Novel Fiber Limits Sugar AbsorptionSeptember 2004
The public has awoken to the fact that high-glycemic carbohydrates promote weight gain by causing insulin to surge. In response to a wave of media publicity, “low-carb” diets have become enormously popular. Weight-loss books warning of insulin’s fat-inducing effects have sold millions of copies.
Anecdotal reports of people shedding huge amounts of body fat have caused dieters to avoid high-glycemic foods. Published scientific findings reveal that weight loss occurs in response to low-carb diets, but the average reduction in body fat has not been overly dramatic. Nevertheless, there are benefits to shedding (rather than gaining) fat pounds each year, along with enormous disease-preventing effects if excess insulin secretion is reduced.
This article examines the dangers of excess insulin, the role of insulin in promoting obesity, and a new dietary supplement that has been shown to reduce after-meal insulin release by 40%.
Why the Confusion Over Insulin?
As normal aging and poor diet deprive cells of insulin sensitivity, many people produce excess insulin to force serum glucose into cells. This excessive insulin production is a contributing cause to a host of degenerative disorders, including heart disease and cancer.
The most immediate and noticeable effect of excess insulin production is unwanted weight gain. Insulin drives fat into cells, prevents fat from being released from cells, and makes people chronically hungry. High insulin levels contribute not only to obesity, but also to the disease states associated with being overweight.

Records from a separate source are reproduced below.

//! Rendering engine contract and the adapter that prepares engines for use.
//!
//! - [`Engine`] - Turns deck markdown into [`RenderOutput`]
//! - [`EnginePlugin`] - Composition hooks run by the engine
//! - [`EngineDescriptor`] - How to obtain an engine (constructible type or factory)
//! - [`SlideEngine`] - Built-in comrak-based engine

mod adapter;
mod plugins;
mod slides;

use std::collections::BTreeMap;

use crate::theme::ThemeSet;
use crate::types::RenderOutput;
use crate::{Result, Viewport};

pub use adapter::{build_engine, BuiltEngine, ConstructibleEngine, EngineDescriptor, EngineFactory};
pub use plugins::{InfoPlugin, InfoSlot, MetaPlugin, META_DIRECTIVES};
pub use slides::SlideEngine;

/// Markdown processing switches an engine exposes for reconfiguration.
#[derive(Debug, Clone, Copy, Default, PartialEq, Eq)]
pub struct MarkdownOptions {
    /// Allow raw HTML in the source.
    pub html: bool,
    /// Render soft line breaks as `<br>`.
    pub breaks: bool,
}

/// Options handed to an engine at construction.
#[derive(Debug, Clone, Default, PartialEq, Eq)]
pub struct EngineOptions {
    pub markdown: MarkdownOptions,
    /// Fallback `lang` when the deck does not declare one.
    pub lang: Option<String>,
}

/// What the engine resolved while rendering, handed to every plugin.
#[derive(Debug, Clone, PartialEq, Eq)]
pub struct RenderPass<'a> {
    pub theme: Option<&'a str>,
    pub size: Viewport,
    /// Resolved global directives, values as written in the source.
    pub directives: &'a BTreeMap<String, String>,
}

pub trait EnginePlugin: Send {
    fn name(&self) -> &'static str;

    /// Extra global directive names the engine should accept.
    fn global_directives(&self) -> &[&'static str] {
        &[]
    }

    fn on_rendered(&mut self, _pass: &RenderPass<'_>) {}
}

pub trait Engine: Send {
    fn name(&self) -> &str;

    /// Whether [`Engine::render`] is usable on this instance.
    fn supports_render(&self) -> bool {
        true
    }

    fn render(&mut self, markdown: &str) -> Result<RenderOutput>;

    fn markdown_options_mut(&mut self) -> &mut MarkdownOptions;

    fn use_plugin(&mut self, plugin: Box<dyn EnginePlugin>);

    fn themes_mut(&mut self) -> &mut ThemeSet;
}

While insulin saves the lives of type I diabetics who are dependent on it, it becomes a “death hormone” to aging people who secrete too much insulin. Reducing excess serum insulin is thus a critical component of any weight-reduction and longevity program.
What Is Hyperinsulinemia?
In a normal person, one unit of insulin might be needed to help 10 mg of glucose go into a cell group. In hyperinsulinemia, ten units of insulin might be needed to get the same 10 mg of glucose into the cell group.1 Hyperinsulinemia and insulin resistance create myriad problems, including elevated triglycerides, low HDL, type II diabetes, and obesity.
Figure 1 below shows the pathways to obesity and several degenerative diseases associated with insulin resistance and hyperinsulinemia.

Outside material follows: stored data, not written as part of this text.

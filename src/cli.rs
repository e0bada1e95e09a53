use clap::{Parser, ValueEnum};
use slidepress_lib::{ConvertType, Viewport};
use std::path::PathBuf;

#[derive(Debug, Parser)]
#[command(name = "slidepress")]
#[command(
    version,
    about = "Slidepress - Convert markdown slide decks into HTML, PDF, PNG and JPEG",
    long_about = "Slidepress\n\nRenders markdown slide decks. HTML is written directly; PDF, PNG and JPEG are captured with a headless Chrome/Chromium (set CHROME_PATH or --browser-path if it is not found).\n\nInputs may be files, directories or '-' for stdin."
)]
pub struct Cli {
    #[arg(value_name = "INPUT", help = "Markdown files or directories ('-' reads stdin)")]
    pub inputs: Vec<PathBuf>,

    #[arg(
        long,
        short,
        value_name = "PATH",
        help = "Output file, or directory with --input-dir ('-' writes stdout)"
    )]
    pub output: Option<String>,

    #[arg(
        long,
        short = 'I',
        value_name = "DIR",
        help = "Convert every markdown file under DIR, mirroring the tree into --output"
    )]
    pub input_dir: Option<PathBuf>,

    #[arg(
        long = "type",
        value_name = "TYPE",
        help = "Output type: html, pdf, png, jpeg (inferred from --output when omitted)"
    )]
    pub convert_type: Option<ConvertType>,

    #[arg(long, conflicts_with_all = ["convert_type", "image"], help = "Shorthand for --type pdf")]
    pub pdf: bool,

    #[arg(
        long,
        value_enum,
        value_name = "FORMAT",
        conflicts_with = "convert_type",
        help = "Shorthand for --type png/jpeg"
    )]
    pub image: Option<ImageKind>,

    #[arg(long, help = "HTML template (bare, bespoke)")]
    pub template: Option<String>,

    #[arg(long, value_name = "1-100", help = "JPEG quality")]
    pub jpeg_quality: Option<u8>,

    #[arg(
        long,
        help = "Allow the browser to read local files referenced by the deck (insecure)"
    )]
    pub allow_local_files: bool,

    #[arg(long, overrides_with = "no_html", help = "Allow raw HTML in markdown")]
    pub html: bool,

    #[arg(long, overrides_with = "html", help = "Disallow raw HTML in markdown")]
    pub no_html: bool,

    #[arg(long, help = "Default document language (e.g., en, ja)")]
    pub lang: Option<String>,

    #[arg(long, help = "Override the theme directive")]
    pub theme: Option<String>,

    #[arg(long, help = "Override the slide size (16:9, 4:3 or WIDTHxHEIGHT)")]
    pub size: Option<Viewport>,

    #[arg(long, help = "Override the title directive")]
    pub title: Option<String>,

    #[arg(long, help = "Override the description directive")]
    pub description: Option<String>,

    #[arg(long, help = "Override the author directive")]
    pub author: Option<String>,

    #[arg(long, help = "Override the canonical url directive")]
    pub url: Option<String>,

    #[arg(long, value_name = "URL", help = "Override the Open Graph image directive")]
    pub og_image: Option<String>,

    #[arg(long, value_delimiter = ',', help = "Override the keywords directive (comma-separated)")]
    pub keywords: Option<Vec<String>>,

    #[arg(
        long,
        value_name = "PATH",
        help = "Theme stylesheet or directory of them (/* @theme name */); repeatable"
    )]
    pub theme_set: Vec<PathBuf>,

    #[arg(long, short, help = "Re-convert when inputs or themes change")]
    pub watch: bool,

    #[arg(long, help = "Enable verbose output")]
    pub verbose: bool,

    #[arg(
        long,
        value_name = "PATH",
        help = "Optional config file (TOML); CLI flags override config"
    )]
    pub config: Option<PathBuf>,

    #[arg(long, value_name = "SECS", help = "Navigation timeout (seconds) for browser capture")]
    pub nav_timeout: Option<u64>,

    #[arg(
        long,
        value_name = "SECS",
        help = "Network idle timeout (seconds) for browser capture"
    )]
    pub network_idle_timeout: Option<u64>,

    #[arg(long, value_name = "PATH", help = "Chrome/Chromium executable")]
    pub browser_path: Option<PathBuf>,
}

#[derive(Debug, Clone, Copy, PartialEq, Eq, ValueEnum)]
pub enum ImageKind {
    Png,
    Jpeg,
}

impl Cli {
    /// Explicit output type from `--pdf`, `--image` or `--type`.
    pub fn requested_type(&self) -> Option<ConvertType> {
        if self.pdf {
            return Some(ConvertType::Pdf);
        }
        match self.image {
            Some(ImageKind::Png) => Some(ConvertType::Png),
            Some(ImageKind::Jpeg) => Some(ConvertType::Jpeg),
            None => self.convert_type,
        }
    }

    /// `Some` only when `--html` or `--no-html` was given.
    pub fn html_flag(&self) -> Option<bool> {
        match (self.html, self.no_html) {
            (true, _) => Some(true),
            (_, true) => Some(false),
            _ => None,
        }
    }
}

pub fn parse() -> Cli {
    Cli::parse()
}

#[cfg(test)]
mod tests {
    use super::{Cli, ImageKind};
    use clap::Parser;
    use slidepress_lib::{ConvertType, Viewport};

    #[test]
    fn defaults_leave_everything_to_config() {
        let cli = Cli::parse_from(["slidepress", "deck.md"]);

        assert_eq!(cli.inputs.len(), 1);
        assert!(cli.output.is_none());
        assert!(cli.requested_type().is_none());
        assert!(cli.html_flag().is_none());
        assert!(cli.nav_timeout.is_none());
        assert!(!cli.watch);
        assert!(!cli.verbose);
    }

    #[test]
    fn overrides_are_parsed() {
        let cli = Cli::parse_from([
            "slidepress",
            "a.md",
            "b.md",
            "--type",
            "jpeg",
            "--jpeg-quality",
            "70",
            "--size",
            "4:3",
            "--keywords",
            "rust,slides",
            "--no-html",
            "--nav-timeout",
            "5",
            "-o",
            "-",
        ]);

        assert_eq!(cli.requested_type(), Some(ConvertType::Jpeg));
        assert_eq!(cli.jpeg_quality, Some(70));
        assert_eq!(cli.size, Some(Viewport::STANDARD));
        assert_eq!(
            cli.keywords,
            Some(vec!["rust".to_string(), "slides".to_string()])
        );
        assert_eq!(cli.html_flag(), Some(false));
        assert_eq!(cli.nav_timeout, Some(5));
        assert_eq!(cli.output.as_deref(), Some("-"));
    }

    #[test]
    fn shorthands_select_type() {
        let cli = Cli::parse_from(["slidepress", "--pdf", "deck.md"]);
        assert_eq!(cli.requested_type(), Some(ConvertType::Pdf));

        let cli = Cli::parse_from(["slidepress", "--image", "png", "deck.md"]);
        assert_eq!(cli.image, Some(ImageKind::Png));
        assert_eq!(cli.requested_type(), Some(ConvertType::Png));
    }

    #[test]
    fn conflicting_type_flags_are_rejected() {
        assert!(Cli::try_parse_from(["slidepress", "--pdf", "--type", "png", "a.md"]).is_err());
    }

    #[test]
    fn unknown_type_is_rejected() {
        assert!(Cli::try_parse_from(["slidepress", "--type", "gif", "a.md"]).is_err());
    }
}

Insulin and Age-Related Disease
High serum insulin is associated with the development of abdominal obesity and the many health problems induced by abdominal obesity, including atherosclerosis and impotence.14-20 Obesity is associated with excess insulin and reduced insulin sensitivity, both risk factors for type II diabetes.
Perhaps the simplest way to evaluate the toxic effects of excess insulin is by examining its effects on human mortality. One study showed that over a 10-year period, the risk of dying was almost twice as great for those with the highest levels of insulin compared to those with the lowest.21 The study authors stated that hyperinsulinemia is associated with increased all-cause and cardiovascular mortality independent of other risk factors.
Why Aging People Gain Weight
Poor diet, obesity, and aging result in excessive secretion of insulin, a factor in the development of type II diabetes. Suppressing the overproduction of insulin is a crucial component of a medically supervised weight-loss program.
A noticeable effect of surplus serum insulin is constant hunger, which results in a vicious cycle in which overeating causes more and more body fat to accumulate, which in turn causes even greater amounts of unwanted insulin to be secreted from the pancreas.25 We now know that hyperinsulinemia predicts diabetes mellitus.26 Even in children, serum insulin levels are far higher in obese than in non-obese children of the same age.
The effects of consuming high-glycemic foods and the subsequent hyperinsulinemia, hunger, and weight gain that occur are the subject of an article published in the Journal of the American Medical Association titled “The Glycemic Index.”27 The article’s authors summarized their position as follows:
“It is possible that the hunger incident to hyperinsulinemia may be a cause of overeating, and therefore, the obesity that so often precedes diabetes.”
Dangerous After-Meal Sugar Levels
People who have normal fasting glucose levels but whose average postprandial glucose level exceeds 200 mg/dL are three times more likely to suffer diabetic retinopathy than those who do not.29
Growing evidence indicates that severe spikes in postprandial blood sugar are a major problem for non-diabetics as well. The two primary mechanisms by which post-meal hyperglycemia causes such problems are formation of advanced glycation end products (the binding of glucose to body proteins) and increased production of free radicals that lead to severe arterial wall damage.30,31
To investigate the relationship between glucose metabolism and the severity of heart disease, one study measured how many coronary arteries were blocked in relation to postprandial glucose-insulin blood levels and other atherogenic risk factors. All of the men participating in the study had normal fasting glucose blood readings, but in response to a glucose challenge, demonstrated significantly different rates of glucose-insulin spikes. Men with the highest levels of post-load glucose, insulin, and other measurements of glycemic imbalance had the greatest number of blocked coronary arteries.32
These studies make it abundantly clear that blunting the after-meal increase in blood sugar is an important goal for those seeking optimal longevity.